[Stored items]
___
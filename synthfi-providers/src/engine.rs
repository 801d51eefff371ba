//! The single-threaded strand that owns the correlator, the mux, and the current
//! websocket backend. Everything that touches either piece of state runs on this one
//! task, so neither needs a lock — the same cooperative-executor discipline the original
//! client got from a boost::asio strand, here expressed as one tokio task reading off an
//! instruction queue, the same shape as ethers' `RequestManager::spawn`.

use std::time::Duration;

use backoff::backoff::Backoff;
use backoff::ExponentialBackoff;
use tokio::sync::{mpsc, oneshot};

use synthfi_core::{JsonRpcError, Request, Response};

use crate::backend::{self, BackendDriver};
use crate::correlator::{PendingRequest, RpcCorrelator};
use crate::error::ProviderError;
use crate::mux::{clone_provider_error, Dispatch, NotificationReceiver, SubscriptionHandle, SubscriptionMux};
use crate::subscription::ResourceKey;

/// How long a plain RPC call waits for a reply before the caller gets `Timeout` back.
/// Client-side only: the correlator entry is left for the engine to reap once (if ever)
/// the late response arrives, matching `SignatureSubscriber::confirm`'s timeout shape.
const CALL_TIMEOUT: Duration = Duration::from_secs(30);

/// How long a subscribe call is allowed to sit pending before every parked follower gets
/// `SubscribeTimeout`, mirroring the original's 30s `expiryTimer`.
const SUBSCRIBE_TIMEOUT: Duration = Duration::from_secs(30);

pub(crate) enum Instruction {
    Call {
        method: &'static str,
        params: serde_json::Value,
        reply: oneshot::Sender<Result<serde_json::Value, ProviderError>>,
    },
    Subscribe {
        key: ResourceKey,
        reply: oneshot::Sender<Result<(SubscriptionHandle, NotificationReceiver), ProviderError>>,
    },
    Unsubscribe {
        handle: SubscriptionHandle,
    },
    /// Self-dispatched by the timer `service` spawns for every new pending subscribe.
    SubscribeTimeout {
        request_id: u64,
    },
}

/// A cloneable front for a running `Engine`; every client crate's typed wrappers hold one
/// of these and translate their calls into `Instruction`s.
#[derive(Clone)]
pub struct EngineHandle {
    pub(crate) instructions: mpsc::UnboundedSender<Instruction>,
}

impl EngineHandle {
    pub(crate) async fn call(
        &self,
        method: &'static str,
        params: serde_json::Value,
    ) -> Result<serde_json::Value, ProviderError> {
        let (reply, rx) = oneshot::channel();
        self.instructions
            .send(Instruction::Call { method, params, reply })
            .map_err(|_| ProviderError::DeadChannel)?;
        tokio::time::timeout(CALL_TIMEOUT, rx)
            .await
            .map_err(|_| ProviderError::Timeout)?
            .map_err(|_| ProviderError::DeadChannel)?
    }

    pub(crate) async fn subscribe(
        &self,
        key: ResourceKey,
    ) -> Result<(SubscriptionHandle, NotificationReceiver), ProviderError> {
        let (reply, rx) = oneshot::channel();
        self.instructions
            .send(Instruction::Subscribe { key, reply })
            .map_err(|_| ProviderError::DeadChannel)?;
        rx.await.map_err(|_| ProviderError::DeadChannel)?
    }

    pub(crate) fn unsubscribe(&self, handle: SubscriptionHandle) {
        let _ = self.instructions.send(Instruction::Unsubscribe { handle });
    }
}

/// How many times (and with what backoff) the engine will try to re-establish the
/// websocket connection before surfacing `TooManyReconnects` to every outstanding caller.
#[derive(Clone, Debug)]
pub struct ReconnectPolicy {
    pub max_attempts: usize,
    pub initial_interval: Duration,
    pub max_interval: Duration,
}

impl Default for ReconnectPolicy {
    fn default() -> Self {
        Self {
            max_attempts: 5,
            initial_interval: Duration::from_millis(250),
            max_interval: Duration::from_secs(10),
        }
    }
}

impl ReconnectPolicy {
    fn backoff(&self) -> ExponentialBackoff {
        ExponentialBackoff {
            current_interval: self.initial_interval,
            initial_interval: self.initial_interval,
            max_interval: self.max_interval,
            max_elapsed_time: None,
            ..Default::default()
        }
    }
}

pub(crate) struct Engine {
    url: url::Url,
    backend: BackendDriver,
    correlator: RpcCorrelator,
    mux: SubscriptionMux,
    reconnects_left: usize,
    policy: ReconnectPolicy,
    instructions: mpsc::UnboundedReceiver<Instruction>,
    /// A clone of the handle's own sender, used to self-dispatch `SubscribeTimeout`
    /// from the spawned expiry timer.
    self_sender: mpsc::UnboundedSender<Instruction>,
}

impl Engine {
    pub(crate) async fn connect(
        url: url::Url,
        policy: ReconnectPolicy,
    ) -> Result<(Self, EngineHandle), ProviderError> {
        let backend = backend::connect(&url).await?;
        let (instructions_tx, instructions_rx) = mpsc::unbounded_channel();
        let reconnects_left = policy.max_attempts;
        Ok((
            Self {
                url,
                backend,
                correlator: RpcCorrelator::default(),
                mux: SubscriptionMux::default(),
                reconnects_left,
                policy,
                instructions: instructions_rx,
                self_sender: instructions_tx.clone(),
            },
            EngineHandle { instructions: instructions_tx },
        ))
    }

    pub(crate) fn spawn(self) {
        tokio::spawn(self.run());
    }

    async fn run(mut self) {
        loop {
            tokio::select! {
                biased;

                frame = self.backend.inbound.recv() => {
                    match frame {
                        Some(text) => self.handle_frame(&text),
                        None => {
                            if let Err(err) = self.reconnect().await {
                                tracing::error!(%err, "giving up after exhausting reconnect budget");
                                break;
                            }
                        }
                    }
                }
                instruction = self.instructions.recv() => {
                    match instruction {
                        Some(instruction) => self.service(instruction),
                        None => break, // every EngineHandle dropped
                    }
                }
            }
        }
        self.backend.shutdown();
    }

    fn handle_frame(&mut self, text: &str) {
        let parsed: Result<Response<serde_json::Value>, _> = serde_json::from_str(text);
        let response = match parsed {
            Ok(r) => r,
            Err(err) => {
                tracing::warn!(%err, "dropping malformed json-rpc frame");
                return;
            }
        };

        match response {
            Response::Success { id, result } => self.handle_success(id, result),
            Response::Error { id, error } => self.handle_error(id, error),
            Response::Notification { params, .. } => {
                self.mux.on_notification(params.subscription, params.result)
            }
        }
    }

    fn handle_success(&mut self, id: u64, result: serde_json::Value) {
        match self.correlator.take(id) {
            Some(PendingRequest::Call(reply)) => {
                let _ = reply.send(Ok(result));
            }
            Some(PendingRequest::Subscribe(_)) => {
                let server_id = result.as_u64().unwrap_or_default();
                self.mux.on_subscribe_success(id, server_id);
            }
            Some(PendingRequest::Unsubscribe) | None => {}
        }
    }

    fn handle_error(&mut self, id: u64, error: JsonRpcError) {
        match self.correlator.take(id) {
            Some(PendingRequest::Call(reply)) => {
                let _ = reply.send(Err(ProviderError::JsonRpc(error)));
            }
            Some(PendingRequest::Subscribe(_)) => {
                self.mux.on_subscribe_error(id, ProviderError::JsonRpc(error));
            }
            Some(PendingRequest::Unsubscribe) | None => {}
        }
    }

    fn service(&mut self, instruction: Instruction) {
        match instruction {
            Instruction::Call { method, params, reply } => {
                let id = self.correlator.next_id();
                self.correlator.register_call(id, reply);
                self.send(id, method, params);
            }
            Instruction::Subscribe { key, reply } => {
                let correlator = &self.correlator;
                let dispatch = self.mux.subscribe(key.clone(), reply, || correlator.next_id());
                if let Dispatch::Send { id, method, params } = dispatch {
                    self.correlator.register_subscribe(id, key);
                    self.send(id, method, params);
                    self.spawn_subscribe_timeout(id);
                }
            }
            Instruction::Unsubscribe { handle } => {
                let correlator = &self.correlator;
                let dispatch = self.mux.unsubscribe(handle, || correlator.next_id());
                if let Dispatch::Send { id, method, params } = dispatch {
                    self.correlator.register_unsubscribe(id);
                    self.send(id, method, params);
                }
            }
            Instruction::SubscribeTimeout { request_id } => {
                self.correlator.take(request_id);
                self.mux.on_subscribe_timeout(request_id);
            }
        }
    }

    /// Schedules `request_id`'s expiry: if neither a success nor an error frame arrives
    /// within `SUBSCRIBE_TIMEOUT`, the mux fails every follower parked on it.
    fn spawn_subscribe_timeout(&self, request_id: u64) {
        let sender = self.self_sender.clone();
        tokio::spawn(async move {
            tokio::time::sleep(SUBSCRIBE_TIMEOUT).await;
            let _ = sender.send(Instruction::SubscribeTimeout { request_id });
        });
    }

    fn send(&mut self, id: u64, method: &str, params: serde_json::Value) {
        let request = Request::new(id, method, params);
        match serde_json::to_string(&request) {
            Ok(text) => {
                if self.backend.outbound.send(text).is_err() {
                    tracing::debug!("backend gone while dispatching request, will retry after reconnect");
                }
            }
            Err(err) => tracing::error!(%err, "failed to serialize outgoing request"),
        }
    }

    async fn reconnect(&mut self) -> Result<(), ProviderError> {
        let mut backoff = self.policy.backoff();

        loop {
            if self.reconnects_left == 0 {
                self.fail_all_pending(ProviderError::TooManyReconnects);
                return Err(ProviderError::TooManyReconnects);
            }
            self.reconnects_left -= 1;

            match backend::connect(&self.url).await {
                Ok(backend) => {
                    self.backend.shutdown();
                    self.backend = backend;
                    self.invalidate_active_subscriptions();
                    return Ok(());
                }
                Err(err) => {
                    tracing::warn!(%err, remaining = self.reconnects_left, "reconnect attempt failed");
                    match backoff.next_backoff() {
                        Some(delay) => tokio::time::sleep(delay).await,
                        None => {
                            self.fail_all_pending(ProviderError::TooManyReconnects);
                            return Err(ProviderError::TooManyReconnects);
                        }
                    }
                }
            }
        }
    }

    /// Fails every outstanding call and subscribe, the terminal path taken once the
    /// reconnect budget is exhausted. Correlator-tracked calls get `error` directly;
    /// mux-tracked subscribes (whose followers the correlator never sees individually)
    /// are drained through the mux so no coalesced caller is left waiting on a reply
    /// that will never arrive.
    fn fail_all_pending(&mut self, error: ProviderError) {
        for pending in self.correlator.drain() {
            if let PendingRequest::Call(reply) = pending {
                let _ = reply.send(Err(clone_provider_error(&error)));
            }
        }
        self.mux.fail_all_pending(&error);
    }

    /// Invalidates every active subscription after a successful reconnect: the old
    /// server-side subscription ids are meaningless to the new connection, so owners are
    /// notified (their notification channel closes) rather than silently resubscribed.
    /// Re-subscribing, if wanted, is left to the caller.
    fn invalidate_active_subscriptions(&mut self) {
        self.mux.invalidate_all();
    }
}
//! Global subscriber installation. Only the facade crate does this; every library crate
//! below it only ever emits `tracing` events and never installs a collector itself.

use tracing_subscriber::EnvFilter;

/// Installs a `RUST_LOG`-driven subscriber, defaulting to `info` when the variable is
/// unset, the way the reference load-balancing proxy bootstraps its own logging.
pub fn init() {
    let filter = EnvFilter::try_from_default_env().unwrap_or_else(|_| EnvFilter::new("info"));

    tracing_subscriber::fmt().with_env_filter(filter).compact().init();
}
___
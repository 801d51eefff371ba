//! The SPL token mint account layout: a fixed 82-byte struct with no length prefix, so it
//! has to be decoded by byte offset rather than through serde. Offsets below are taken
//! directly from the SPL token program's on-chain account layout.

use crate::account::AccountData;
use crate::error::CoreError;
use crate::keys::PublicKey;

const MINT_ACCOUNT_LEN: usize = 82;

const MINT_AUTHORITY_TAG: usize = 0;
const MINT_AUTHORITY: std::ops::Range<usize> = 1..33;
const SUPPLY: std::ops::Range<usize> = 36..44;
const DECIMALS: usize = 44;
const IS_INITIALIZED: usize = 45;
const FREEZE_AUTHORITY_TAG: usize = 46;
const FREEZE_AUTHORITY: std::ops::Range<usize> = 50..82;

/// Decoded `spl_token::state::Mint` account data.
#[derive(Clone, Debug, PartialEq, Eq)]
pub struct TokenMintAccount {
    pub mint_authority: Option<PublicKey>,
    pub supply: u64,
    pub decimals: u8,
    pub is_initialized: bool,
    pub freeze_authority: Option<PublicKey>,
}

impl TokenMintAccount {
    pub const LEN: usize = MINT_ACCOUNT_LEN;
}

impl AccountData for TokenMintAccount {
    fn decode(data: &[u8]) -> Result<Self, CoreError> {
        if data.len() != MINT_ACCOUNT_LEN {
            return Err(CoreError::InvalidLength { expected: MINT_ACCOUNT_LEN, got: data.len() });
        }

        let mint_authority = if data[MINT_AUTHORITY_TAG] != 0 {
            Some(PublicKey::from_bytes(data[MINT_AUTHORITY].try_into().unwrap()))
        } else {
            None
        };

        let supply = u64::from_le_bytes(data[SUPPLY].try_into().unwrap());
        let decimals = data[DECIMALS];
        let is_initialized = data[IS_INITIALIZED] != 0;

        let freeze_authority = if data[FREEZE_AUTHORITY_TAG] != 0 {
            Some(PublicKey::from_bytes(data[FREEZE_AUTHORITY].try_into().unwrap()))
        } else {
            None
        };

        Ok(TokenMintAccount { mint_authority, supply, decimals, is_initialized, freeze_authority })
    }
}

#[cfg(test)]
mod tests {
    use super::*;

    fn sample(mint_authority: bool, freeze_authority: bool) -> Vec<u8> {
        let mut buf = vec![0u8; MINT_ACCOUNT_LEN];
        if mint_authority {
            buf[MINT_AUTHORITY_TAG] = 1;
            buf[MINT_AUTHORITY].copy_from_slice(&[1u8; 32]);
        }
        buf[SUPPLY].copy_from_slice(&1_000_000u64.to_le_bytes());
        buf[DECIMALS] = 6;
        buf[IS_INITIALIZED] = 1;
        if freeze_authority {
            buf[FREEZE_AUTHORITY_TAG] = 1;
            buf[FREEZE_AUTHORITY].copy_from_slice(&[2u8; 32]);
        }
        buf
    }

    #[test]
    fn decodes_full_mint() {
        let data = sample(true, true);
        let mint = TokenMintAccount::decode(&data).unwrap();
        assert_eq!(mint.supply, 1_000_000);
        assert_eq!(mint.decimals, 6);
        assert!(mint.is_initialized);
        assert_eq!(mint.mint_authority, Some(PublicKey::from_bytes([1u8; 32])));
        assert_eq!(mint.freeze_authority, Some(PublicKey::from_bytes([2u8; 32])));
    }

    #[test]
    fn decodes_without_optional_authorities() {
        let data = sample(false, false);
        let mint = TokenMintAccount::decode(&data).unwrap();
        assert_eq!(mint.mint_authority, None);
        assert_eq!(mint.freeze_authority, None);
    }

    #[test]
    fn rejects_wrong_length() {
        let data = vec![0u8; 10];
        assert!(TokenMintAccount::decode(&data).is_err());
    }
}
___
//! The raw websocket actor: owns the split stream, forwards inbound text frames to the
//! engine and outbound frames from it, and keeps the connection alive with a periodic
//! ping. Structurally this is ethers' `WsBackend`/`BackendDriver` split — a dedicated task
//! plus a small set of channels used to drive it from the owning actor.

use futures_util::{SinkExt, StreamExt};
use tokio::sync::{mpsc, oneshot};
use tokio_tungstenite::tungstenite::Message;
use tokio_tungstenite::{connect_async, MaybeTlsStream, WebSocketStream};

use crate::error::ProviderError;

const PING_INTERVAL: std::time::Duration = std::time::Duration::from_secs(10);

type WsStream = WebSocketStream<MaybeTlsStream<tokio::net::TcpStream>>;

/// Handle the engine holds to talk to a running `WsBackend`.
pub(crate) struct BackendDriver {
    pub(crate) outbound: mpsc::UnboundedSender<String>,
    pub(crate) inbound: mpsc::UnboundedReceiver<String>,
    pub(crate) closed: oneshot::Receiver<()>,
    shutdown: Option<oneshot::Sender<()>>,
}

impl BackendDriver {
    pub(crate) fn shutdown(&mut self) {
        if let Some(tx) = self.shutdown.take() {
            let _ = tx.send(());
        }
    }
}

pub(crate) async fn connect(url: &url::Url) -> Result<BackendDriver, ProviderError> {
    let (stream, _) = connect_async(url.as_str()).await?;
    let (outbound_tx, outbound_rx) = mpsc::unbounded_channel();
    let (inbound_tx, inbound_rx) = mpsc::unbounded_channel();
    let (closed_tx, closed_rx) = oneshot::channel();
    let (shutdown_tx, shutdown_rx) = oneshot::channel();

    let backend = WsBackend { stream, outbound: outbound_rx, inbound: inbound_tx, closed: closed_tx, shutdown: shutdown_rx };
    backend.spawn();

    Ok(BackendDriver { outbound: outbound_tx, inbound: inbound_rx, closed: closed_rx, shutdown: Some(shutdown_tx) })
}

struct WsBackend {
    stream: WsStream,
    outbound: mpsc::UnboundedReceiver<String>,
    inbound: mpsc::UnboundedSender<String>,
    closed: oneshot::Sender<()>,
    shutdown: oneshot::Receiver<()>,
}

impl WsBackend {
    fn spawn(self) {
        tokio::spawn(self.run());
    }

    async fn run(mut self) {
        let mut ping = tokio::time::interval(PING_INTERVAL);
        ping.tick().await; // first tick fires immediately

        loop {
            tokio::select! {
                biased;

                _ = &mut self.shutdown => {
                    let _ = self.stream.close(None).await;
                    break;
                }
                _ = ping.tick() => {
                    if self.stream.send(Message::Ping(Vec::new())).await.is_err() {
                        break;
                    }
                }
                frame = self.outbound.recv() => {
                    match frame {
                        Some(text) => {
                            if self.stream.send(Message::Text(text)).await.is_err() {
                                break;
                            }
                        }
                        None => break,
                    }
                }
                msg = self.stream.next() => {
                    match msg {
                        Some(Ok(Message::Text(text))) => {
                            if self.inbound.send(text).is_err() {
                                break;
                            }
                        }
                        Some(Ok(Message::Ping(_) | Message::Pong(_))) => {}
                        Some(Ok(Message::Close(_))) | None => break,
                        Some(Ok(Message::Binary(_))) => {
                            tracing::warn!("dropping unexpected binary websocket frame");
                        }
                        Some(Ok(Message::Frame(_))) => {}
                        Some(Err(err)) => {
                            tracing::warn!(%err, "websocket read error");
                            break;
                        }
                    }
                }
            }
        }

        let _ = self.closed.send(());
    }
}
___
When a line in the records above holds "directly", that line is to be reported.

    /// reconnect budget is exhausted. Correlator-tracked calls get `error` directly;
//! directly from the SPL token program's on-chain account layout.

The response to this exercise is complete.